■ WORK INSTRUCTIONS ■
Please find the lines in the entries below that contain the word "ratelimit", and copy each one.

■ EXCERPTED DATA ■

- Opening Delimiter -

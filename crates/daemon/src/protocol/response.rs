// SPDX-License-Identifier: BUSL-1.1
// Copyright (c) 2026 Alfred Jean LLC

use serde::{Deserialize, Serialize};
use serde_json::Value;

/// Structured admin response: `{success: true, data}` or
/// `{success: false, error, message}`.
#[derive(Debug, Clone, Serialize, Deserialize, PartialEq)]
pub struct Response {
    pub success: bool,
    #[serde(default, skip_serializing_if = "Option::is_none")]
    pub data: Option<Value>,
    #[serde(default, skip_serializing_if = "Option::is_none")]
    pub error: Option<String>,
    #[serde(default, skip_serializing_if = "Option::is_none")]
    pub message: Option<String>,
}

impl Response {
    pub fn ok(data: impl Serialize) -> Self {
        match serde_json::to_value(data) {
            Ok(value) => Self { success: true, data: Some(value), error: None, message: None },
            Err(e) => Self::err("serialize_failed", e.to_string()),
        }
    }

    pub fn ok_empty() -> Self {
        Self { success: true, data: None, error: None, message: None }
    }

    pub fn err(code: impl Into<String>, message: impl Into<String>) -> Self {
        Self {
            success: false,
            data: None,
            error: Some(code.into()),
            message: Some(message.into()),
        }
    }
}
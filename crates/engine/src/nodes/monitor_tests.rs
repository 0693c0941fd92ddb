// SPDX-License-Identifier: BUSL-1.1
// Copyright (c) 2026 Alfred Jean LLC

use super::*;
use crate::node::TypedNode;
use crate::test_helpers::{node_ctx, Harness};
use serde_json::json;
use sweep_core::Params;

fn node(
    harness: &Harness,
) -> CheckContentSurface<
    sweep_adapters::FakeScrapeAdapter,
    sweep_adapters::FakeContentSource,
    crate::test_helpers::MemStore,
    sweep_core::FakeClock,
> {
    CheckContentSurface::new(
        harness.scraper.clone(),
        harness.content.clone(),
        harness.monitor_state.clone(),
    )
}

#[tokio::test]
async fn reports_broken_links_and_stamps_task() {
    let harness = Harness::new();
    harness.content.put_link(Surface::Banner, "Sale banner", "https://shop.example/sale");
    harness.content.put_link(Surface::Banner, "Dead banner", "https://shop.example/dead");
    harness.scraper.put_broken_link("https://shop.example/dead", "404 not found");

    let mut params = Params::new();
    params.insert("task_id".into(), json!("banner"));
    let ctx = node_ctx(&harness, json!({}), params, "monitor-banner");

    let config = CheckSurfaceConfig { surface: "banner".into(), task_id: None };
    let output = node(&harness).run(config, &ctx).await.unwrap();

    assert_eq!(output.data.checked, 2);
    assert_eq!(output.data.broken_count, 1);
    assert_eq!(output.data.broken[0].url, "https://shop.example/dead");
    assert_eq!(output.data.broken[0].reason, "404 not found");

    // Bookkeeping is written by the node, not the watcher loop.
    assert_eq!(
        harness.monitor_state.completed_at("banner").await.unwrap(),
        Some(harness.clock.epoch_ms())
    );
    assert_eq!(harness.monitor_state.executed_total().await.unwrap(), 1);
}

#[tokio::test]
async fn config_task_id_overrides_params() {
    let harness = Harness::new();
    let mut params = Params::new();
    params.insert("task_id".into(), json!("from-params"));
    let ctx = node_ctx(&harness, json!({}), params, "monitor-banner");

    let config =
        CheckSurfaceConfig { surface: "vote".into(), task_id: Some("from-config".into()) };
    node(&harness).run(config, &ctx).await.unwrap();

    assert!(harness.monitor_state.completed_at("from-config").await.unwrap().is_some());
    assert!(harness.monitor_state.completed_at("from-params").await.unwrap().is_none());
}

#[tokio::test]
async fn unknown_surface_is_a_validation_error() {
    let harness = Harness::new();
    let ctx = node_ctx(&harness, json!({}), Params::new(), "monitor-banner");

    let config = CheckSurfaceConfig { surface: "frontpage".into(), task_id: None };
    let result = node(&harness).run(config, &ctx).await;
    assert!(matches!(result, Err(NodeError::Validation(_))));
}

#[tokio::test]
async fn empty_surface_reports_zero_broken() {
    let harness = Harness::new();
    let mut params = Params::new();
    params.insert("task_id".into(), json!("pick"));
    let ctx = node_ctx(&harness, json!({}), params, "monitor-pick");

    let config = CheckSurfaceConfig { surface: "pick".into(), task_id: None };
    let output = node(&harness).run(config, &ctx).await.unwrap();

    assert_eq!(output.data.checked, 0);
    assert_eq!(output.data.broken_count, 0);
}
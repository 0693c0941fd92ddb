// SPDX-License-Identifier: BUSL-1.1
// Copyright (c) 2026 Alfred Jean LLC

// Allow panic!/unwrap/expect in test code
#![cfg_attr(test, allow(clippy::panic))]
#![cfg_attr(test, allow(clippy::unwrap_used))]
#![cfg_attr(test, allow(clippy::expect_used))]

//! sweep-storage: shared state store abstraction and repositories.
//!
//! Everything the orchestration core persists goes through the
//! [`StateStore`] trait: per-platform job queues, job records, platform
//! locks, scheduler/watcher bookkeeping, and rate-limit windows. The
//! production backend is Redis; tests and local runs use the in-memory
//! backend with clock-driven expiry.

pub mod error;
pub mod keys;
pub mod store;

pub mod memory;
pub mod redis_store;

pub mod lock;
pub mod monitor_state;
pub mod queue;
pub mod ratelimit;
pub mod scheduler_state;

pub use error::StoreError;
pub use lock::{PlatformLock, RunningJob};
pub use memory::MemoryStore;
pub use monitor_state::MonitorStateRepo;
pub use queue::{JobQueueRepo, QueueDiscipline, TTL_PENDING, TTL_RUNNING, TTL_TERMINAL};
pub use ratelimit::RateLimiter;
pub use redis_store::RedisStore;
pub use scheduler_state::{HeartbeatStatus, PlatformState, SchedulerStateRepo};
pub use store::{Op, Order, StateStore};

- Closing Delimiter -

■ EXERCISE OUTPUT ■
pub mod ratelimit;
pub use ratelimit::RateLimiter;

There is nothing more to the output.